= Jerry Nachman =

American journalist

Jerome A. "Jerry" Nachman (February 24, 1946 – January 19, 2004) was the editor-in-chief and vice president of MSNBC cable news network., and former editor of the New York Post.

==Early years==
Nachman was born in Red Hook, Brooklyn and raised in Pittsburgh, Pennsylvania. Nachman's parents got a divorce when he was a child so he moved in with his mother and stepfather in Pittsburgh. Nachman attended, but did not graduate from, Youngstown State University for seven years, not taking a single journalism class. He then worked a number of newspaper jobs before moving into broadcasting.

==Biography==
Nachman was editor-in-chief of the New York Post from 1989 to 1992, following a stint as a police reporter and political commentator at the Post.
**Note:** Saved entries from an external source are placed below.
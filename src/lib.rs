//! Aberred Collision library.
//!
//! Collision detection and response notification for the Aberred engine's
//! ECS: components, resources, systems and events for the per-tick collision
//! pass and the pair suppression table.

pub mod aabb;
pub mod components;
pub mod events;
pub mod resources;
pub mod scene;
pub mod systems;
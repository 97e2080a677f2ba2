use bevy_ecs::prelude::Component;
use glam::Vec2;

/// 2D scale factor. Only read by the affine bounds mode.
#[derive(Component, Clone, Debug, Copy)]
pub struct Scale {
    pub scale: Vec2,
}
impl Scale {
    pub fn new(sx: f32, sy: f32) -> Self {
        Self {
            scale: Vec2::new(sx, sy),
        }
    }
}
impl Default for Scale {
    fn default() -> Self {
        Self::new(1.0, 1.0)
    }
}
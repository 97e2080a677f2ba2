//! Collision capability component.
//!
//! An entity takes part in the collision pass when it carries a [`Collision`]
//! component together with a
//! [`MapPosition`](crate::components::mapposition::MapPosition).
//!
//! Filtering is asymmetric: `a` reacts to `b` only when `a.mask & b.kind != 0`.
//! The opposite direction is decided independently when the pass visits
//! `(b, a)`.
//!
//! # Example
//!
//! ```ignore
//! const PLAYER: u32 = 1 << 0;
//! const PICKUP: u32 = 1 << 1;
//!
//! world.spawn((
//!     MapPosition::new(0.0, 0.0),
//!     Collision::new(Aabb::from_size(16.0, 16.0))
//!         .with_kind(PLAYER)
//!         .with_mask(PICKUP),
//! ));
//! ```

use bevy_ecs::prelude::Component;
use bitflags::bitflags;

use crate::aabb::Aabb;

bitflags! {
    /// Behavior modifiers for a [`Collision`] component.
    #[derive(Debug, Clone, Copy, PartialEq, Eq, Hash, Default)]
    pub struct CollisionFlags: u32 {
        /// Fire while the boxes do NOT overlap (boundary / trigger exit).
        const REVERSED = 1 << 0;
    }
}

/// Collision capability of an entity.
#[derive(Component, Debug, Clone, Copy, PartialEq)]
pub struct Collision {
    /// Bounding box in local space, relative to the entity position.
    pub bounding_box: Aabb,
    /// Type bits this entity is identified by.
    pub kind: u32,
    /// Type bits this entity reacts to.
    pub mask: u32,
    pub flags: CollisionFlags,
    /// Persistent on/off switch. Disabled components are skipped when
    /// gathering and stop a running pass for this entity.
    pub enabled: bool,
}

impl Collision {
    /// Enabled collision with the given local box, reacting to every type.
    pub fn new(bounding_box: Aabb) -> Self {
        Self {
            bounding_box,
            kind: 1,
            mask: u32::MAX,
            flags: CollisionFlags::empty(),
            enabled: true,
        }
    }

    pub fn with_kind(mut self, kind: u32) -> Self {
        self.kind = kind;
        self
    }

    pub fn with_mask(mut self, mask: u32) -> Self {
        self.mask = mask;
        self
    }

    pub fn with_flags(mut self, flags: CollisionFlags) -> Self {
        self.flags = flags;
        self
    }

    /// Shorthand for adding [`CollisionFlags::REVERSED`].
    pub fn reversed(mut self) -> Self {
        self.flags |= CollisionFlags::REVERSED;
        self
    }

    pub fn with_enabled(mut self, enabled: bool) -> Self {
        self.enabled = enabled;
        self
    }

    /// Whether this entity is configured to react to entities of `kind`.
    pub fn reacts_to(&self, kind: u32) -> bool {
        self.mask & kind != 0
    }

    pub fn is_reversed(&self) -> bool {
        self.flags.contains(CollisionFlags::REVERSED)
    }
}
//! Aberred Collision headless driver.
//!
//! Runs the collision core against a scene for a fixed number of ticks and
//! logs every collision notification:
//!
//! 1. Load `config.ini` (collision settings) and the scene JSON
//! 2. Initialize the collision subsystem and register observers
//! 3. Each tick: advance time, move bodies, run the collision pass
//!
//! # Running
//!
//! ```sh
//! RUST_LOG=debug cargo run -- --ticks 120 --delta 0.016
//! cargo run -- --scene demos/scene.json --config demos/config.ini
//! ```

use std::path::PathBuf;

use aberredcollision::events::collision::observe_log_collision;
use aberredcollision::resources::collisionsettings::CollisionSettings;
use aberredcollision::resources::collisionstats::CollisionStats;
use aberredcollision::resources::worldtime::WorldTime;
use aberredcollision::scene::{SceneData, observe_cooldown};
use aberredcollision::systems::collision::{collision_system, setup_collision_with};
use aberredcollision::systems::movement::movement_system;
use aberredcollision::systems::time::update_world_time;
use bevy_ecs::prelude::*;
use clap::Parser;
use log::{error, info};

/// Aberred Collision headless driver
#[derive(Parser)]
#[command(version, about = "Runs the collision pass over a scene and logs notifications")]
struct Cli {
    /// INI file with a [collision] section. Defaults to ./config.ini; a
    /// missing file keeps the default settings.
    #[arg(long, value_name = "PATH")]
    config: Option<PathBuf>,

    /// Scene JSON file. The built-in scene is used when omitted.
    #[arg(long, value_name = "PATH")]
    scene: Option<PathBuf>,

    /// Number of ticks to simulate.
    #[arg(long, default_value_t = 90)]
    ticks: u32,

    /// Seconds per tick.
    #[arg(long, default_value_t = 1.0 / 30.0)]
    delta: f32,
}

fn main() {
    env_logger::Builder::from_env(env_logger::Env::default().default_filter_or("info")).init();

    let cli = Cli::parse();

    let mut settings = match &cli.config {
        Some(path) => CollisionSettings::with_path(path),
        None => CollisionSettings::new(),
    };
    if let Err(e) = settings.load_from_file() {
        error!("{e}");
        std::process::exit(1);
    }

    let scene = match &cli.scene {
        Some(path) => match SceneData::load_from_file(path) {
            Ok(scene) => scene,
            Err(e) => {
                error!("{e}");
                std::process::exit(1);
            }
        },
        None => SceneData::builtin(),
    };

    let mut world = World::new();
    world.insert_resource(WorldTime::default());
    if let Err(e) = setup_collision_with(&mut world, settings) {
        error!("Failed to initialize collision: {e}");
        std::process::exit(1);
    }
    world.add_observer(observe_log_collision);
    world.add_observer(observe_cooldown);
    world.flush();

    scene.spawn(&mut world);

    let mut schedule = Schedule::default();
    schedule.add_systems((movement_system, collision_system).chain());

    let mut total = 0;
    for _ in 0..cli.ticks {
        update_world_time(&mut world, cli.delta);
        schedule.run(&mut world);
        total += world.resource::<CollisionStats>().dispatched;
    }

    let time = world.resource::<WorldTime>();
    info!(
        "Simulated {} ticks ({:.2}s), {} collision notifications",
        time.frame_count, time.elapsed, total
    );
}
Prior to that, he served as news director of New York's NBC station, WNBC-TV, and as Vice President of New York's CBS flagship station, WCBS-TV. He served as the general manager of WRC radio and local television stations in Washington, D.C. Nachman also wrote scripts for television programs and produced the late-night, half-hour political talk show Politically Incorrect hosted by Bill Maher during the 2000 elections.

==Family==
Nachman was married to Nancy Cook, but the marriage ended in divorce. His brother's name is Larry and he lived in Staten Island.

==Awards and honors==
Nachman was a Peabody Award, Edward R. Murrow Award, and Emmy Award winner and twice served as a Pulitzer Prize juror.

==Death==
Nachman died of cancer in 2004 at his home in Hoboken, New Jersey at the age of 57.